◆ WHAT THE EXERCISE ASKS: Every line containing the word "return" is to be copied from the data below.

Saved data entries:

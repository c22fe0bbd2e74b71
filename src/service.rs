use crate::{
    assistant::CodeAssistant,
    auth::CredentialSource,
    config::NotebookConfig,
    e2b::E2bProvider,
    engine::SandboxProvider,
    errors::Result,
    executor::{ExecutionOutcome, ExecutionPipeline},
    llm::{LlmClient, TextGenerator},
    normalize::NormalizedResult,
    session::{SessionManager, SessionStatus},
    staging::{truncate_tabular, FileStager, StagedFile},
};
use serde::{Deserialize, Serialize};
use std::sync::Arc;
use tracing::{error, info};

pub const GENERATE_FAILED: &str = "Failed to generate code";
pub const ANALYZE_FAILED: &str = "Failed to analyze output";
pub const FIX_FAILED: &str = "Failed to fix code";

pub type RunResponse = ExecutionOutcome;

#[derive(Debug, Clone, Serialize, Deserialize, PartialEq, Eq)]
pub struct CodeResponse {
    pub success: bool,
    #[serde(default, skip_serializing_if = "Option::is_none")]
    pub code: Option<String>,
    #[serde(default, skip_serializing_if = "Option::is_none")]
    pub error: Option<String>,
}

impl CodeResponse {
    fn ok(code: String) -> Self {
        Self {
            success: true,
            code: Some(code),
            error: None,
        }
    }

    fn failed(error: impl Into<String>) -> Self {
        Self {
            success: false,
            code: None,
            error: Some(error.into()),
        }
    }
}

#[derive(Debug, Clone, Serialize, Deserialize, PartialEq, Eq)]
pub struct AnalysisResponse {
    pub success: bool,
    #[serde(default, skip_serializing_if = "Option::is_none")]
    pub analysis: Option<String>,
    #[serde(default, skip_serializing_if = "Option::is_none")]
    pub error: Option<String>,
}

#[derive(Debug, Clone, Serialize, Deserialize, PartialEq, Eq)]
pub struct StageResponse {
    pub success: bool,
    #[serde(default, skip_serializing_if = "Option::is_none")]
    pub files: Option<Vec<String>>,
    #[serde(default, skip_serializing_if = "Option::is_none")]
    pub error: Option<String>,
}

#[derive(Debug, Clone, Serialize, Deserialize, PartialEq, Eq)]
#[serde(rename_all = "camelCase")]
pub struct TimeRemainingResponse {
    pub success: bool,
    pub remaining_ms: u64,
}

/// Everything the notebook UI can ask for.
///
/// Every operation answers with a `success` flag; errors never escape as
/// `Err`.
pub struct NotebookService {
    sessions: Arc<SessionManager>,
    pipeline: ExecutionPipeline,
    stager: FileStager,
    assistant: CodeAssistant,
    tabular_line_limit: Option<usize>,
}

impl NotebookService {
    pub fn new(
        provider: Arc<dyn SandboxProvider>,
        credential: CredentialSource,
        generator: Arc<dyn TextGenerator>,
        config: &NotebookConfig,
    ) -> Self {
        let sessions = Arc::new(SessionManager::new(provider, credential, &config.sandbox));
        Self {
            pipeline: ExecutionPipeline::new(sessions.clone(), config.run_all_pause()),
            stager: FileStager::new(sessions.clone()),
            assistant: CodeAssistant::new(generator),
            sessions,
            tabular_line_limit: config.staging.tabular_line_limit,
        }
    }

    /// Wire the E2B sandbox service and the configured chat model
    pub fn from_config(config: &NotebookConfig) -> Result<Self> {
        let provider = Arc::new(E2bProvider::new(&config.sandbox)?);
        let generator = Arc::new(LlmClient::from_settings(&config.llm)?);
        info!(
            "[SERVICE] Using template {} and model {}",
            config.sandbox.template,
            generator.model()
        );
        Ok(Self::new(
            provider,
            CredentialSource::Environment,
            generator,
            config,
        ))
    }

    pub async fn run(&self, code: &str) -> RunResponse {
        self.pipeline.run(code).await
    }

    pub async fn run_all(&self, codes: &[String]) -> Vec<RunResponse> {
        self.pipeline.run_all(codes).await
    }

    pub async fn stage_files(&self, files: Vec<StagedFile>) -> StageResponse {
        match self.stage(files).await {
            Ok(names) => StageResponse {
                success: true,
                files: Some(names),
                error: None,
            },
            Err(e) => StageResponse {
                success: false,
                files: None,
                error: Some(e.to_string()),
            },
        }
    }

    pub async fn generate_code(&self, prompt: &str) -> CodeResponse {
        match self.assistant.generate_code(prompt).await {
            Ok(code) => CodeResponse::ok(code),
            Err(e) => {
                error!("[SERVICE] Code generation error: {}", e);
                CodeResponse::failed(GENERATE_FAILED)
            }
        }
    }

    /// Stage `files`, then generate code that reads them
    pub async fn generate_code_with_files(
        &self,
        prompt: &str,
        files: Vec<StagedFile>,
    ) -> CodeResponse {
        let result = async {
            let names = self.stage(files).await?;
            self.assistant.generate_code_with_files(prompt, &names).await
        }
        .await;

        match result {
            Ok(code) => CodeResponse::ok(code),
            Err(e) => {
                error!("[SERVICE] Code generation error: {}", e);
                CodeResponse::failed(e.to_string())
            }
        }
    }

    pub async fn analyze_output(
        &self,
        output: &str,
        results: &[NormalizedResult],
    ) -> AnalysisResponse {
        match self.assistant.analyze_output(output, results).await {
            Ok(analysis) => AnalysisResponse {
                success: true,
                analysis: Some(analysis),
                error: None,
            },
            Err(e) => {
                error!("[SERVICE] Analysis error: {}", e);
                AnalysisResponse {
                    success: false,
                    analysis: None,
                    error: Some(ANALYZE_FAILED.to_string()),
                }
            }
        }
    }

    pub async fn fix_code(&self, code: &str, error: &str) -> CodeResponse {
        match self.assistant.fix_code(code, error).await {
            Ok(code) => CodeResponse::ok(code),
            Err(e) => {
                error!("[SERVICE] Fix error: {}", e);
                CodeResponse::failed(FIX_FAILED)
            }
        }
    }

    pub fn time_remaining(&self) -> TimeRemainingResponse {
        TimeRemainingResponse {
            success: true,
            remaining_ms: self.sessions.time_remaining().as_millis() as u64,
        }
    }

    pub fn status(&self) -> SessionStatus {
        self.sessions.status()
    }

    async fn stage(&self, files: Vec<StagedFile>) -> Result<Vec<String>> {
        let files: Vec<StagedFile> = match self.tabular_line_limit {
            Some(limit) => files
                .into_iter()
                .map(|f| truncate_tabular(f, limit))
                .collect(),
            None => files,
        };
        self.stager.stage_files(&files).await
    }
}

==

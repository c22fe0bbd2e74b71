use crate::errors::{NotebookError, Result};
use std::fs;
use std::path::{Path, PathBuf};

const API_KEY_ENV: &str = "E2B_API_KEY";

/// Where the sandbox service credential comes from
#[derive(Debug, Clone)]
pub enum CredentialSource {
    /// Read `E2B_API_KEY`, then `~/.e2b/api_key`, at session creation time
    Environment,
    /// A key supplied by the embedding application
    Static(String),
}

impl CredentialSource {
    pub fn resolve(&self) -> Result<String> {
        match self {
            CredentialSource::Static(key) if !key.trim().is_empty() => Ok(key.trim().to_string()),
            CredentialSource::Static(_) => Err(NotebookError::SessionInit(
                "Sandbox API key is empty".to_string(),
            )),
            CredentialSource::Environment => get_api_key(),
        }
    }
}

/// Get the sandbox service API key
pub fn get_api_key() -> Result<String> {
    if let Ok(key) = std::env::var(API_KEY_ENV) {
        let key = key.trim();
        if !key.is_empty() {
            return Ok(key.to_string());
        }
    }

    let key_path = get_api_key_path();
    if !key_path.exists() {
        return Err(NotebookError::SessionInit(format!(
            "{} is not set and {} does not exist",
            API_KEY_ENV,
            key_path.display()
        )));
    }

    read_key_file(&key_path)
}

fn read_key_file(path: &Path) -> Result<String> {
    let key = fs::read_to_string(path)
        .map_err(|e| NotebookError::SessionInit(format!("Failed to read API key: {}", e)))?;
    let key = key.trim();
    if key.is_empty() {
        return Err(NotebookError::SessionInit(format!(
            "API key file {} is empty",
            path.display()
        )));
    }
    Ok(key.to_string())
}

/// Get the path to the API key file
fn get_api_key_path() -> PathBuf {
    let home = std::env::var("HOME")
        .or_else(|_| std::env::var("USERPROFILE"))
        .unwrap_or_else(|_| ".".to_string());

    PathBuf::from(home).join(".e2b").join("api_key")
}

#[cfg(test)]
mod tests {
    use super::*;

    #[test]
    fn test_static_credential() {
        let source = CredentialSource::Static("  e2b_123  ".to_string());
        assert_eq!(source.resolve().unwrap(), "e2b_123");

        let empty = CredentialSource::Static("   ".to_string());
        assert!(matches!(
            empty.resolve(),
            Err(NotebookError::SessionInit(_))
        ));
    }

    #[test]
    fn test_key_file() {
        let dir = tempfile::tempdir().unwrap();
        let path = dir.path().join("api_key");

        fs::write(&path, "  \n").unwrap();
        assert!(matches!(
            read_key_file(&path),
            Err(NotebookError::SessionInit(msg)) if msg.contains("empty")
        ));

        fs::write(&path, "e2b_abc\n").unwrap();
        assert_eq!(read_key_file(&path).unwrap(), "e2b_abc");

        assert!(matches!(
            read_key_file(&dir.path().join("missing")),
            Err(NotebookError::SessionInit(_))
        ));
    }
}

---

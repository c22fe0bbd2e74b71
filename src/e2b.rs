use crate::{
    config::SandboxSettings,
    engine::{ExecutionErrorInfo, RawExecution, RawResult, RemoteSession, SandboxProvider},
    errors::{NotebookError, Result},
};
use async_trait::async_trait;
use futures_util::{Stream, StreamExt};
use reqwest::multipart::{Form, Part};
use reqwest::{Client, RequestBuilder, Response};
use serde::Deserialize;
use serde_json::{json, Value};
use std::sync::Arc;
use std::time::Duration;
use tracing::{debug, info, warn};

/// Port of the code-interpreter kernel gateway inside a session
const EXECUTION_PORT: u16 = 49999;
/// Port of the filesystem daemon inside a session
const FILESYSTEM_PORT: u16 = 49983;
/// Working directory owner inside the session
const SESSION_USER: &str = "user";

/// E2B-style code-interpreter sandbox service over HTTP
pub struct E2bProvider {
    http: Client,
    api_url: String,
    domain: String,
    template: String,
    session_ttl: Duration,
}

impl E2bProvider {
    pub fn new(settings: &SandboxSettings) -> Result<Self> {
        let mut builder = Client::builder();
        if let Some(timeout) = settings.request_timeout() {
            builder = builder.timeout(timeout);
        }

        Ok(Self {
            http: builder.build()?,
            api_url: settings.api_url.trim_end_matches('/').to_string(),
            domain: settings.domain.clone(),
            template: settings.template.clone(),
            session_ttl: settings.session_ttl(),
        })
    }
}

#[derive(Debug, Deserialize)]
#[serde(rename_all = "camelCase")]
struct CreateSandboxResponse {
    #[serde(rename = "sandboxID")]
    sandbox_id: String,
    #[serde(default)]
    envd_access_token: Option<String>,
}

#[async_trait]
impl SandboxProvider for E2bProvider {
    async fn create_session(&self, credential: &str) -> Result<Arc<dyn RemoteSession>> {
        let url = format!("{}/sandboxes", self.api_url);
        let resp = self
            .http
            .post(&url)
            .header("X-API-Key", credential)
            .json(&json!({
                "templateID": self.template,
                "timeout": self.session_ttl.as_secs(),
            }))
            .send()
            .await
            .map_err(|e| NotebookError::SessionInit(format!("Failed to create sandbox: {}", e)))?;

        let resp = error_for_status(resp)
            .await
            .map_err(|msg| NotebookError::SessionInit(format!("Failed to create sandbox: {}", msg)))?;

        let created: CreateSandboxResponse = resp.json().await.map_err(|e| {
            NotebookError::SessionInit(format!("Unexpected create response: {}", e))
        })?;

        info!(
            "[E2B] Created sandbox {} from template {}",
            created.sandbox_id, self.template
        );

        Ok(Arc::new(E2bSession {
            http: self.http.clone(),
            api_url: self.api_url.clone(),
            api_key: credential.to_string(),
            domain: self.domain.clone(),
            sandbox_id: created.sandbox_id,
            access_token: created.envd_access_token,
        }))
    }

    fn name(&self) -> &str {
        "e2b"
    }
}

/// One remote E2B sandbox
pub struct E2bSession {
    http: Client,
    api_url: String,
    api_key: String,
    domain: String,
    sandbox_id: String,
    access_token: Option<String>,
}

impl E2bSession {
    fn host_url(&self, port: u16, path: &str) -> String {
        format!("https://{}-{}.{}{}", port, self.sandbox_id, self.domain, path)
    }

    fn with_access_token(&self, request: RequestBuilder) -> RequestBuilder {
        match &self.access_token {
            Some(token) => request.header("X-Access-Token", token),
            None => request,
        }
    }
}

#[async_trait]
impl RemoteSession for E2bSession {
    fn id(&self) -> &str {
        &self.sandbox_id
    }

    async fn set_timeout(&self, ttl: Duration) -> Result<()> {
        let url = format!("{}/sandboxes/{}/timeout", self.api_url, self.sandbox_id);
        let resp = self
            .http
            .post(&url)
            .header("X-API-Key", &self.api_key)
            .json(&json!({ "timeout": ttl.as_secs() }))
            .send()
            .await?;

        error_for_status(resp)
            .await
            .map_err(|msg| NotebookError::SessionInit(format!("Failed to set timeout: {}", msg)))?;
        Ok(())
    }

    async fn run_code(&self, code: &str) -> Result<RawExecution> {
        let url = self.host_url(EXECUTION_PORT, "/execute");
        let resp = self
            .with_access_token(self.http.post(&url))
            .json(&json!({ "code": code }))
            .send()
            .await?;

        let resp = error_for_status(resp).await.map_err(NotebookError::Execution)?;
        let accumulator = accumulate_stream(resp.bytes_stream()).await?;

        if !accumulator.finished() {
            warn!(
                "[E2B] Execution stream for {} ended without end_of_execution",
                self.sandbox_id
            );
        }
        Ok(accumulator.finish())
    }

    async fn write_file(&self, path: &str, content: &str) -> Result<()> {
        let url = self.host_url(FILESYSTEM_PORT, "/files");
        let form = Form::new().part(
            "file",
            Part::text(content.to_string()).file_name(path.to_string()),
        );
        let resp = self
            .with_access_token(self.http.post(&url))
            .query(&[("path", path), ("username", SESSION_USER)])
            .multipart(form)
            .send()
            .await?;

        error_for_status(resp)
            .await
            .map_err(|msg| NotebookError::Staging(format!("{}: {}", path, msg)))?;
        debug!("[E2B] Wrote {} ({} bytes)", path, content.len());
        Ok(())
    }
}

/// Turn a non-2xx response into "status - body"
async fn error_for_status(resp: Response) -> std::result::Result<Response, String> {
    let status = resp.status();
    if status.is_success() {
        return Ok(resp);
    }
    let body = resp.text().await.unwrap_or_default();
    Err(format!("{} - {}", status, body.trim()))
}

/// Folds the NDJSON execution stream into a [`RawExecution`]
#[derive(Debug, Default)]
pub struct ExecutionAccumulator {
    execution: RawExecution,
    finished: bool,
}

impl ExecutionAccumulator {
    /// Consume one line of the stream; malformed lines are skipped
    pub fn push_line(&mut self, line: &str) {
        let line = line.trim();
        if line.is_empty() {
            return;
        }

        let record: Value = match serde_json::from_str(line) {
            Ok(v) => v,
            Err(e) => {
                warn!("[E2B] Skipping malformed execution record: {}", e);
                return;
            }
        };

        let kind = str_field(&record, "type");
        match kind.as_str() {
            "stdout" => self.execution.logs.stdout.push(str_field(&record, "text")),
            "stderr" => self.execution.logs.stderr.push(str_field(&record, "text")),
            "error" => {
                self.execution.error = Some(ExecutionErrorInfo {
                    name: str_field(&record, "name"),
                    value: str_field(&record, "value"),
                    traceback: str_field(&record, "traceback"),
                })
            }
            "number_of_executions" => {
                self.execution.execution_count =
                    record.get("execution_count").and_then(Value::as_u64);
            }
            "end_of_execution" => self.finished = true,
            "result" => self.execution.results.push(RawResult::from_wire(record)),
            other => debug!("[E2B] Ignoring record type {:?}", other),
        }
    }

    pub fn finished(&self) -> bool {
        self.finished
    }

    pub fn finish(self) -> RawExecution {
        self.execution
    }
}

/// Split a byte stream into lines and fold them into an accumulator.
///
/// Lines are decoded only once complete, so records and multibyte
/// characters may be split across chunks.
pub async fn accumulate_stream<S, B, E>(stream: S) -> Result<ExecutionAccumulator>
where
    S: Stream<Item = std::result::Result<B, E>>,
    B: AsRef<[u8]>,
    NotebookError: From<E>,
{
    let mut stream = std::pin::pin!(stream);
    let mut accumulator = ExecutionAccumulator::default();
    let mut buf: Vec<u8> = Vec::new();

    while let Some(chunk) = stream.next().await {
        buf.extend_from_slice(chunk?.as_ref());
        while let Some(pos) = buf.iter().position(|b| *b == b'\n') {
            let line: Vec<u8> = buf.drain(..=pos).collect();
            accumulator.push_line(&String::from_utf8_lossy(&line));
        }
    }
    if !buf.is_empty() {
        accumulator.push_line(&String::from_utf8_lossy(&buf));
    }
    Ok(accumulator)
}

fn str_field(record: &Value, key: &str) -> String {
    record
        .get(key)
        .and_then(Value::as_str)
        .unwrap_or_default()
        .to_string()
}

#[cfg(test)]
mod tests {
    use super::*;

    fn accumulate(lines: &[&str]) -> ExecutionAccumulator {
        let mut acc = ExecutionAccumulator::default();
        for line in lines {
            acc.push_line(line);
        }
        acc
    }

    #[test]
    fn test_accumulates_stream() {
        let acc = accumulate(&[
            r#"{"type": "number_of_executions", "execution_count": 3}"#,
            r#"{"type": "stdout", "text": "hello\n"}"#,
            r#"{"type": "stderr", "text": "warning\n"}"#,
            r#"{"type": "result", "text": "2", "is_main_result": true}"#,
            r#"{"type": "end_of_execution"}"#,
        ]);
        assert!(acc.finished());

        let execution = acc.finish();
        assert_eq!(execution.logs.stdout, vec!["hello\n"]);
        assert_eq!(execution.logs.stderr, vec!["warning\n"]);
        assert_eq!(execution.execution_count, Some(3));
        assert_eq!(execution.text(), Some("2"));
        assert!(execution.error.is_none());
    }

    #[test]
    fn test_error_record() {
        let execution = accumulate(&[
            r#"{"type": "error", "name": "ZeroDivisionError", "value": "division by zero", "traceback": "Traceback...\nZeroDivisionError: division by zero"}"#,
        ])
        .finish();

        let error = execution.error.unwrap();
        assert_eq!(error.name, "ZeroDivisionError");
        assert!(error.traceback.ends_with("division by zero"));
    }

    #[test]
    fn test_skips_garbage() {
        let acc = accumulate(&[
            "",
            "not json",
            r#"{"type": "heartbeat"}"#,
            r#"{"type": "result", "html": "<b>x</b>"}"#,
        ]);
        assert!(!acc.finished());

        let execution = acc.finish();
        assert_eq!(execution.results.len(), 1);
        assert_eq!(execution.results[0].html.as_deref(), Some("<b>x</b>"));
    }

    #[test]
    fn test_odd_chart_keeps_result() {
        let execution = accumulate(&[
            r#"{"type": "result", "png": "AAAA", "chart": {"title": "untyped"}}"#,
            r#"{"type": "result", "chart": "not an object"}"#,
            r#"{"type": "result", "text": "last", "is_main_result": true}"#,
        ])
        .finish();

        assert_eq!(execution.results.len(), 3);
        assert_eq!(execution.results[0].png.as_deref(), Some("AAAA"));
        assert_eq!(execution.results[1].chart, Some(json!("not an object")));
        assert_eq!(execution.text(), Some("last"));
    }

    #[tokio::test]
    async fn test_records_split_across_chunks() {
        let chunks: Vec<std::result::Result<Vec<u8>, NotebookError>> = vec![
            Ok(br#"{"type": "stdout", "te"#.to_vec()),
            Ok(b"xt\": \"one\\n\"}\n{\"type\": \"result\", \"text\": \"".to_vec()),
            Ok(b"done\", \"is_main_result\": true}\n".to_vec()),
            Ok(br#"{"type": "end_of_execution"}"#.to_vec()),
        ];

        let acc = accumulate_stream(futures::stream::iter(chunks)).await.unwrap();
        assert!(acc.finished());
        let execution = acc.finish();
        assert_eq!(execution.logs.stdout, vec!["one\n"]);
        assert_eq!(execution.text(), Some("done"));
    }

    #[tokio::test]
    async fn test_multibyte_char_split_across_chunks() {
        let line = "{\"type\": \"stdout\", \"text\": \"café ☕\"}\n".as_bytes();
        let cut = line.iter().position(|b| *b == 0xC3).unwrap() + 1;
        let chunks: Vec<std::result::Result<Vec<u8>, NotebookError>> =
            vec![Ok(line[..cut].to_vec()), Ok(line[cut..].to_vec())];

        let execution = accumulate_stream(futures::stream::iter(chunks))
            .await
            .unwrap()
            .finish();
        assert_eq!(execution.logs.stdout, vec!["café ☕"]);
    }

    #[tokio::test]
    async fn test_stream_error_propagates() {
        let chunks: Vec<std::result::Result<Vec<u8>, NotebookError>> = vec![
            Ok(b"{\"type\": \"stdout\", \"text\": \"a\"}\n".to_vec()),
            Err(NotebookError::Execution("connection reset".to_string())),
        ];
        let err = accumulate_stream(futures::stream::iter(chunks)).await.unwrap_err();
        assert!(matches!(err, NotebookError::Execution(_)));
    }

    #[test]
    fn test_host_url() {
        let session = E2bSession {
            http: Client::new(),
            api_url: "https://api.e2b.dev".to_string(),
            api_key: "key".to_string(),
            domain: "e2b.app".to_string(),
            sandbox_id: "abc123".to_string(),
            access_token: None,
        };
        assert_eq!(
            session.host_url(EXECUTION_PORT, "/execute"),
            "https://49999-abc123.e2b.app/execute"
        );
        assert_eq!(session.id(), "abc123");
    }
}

◆ TASK RESULT:
            return Ok(key.to_string());
        return Err(NotebookError::SessionInit(format!(
        return Err(NotebookError::SessionInit(format!(
        return Ok(resp);
            return;
                return;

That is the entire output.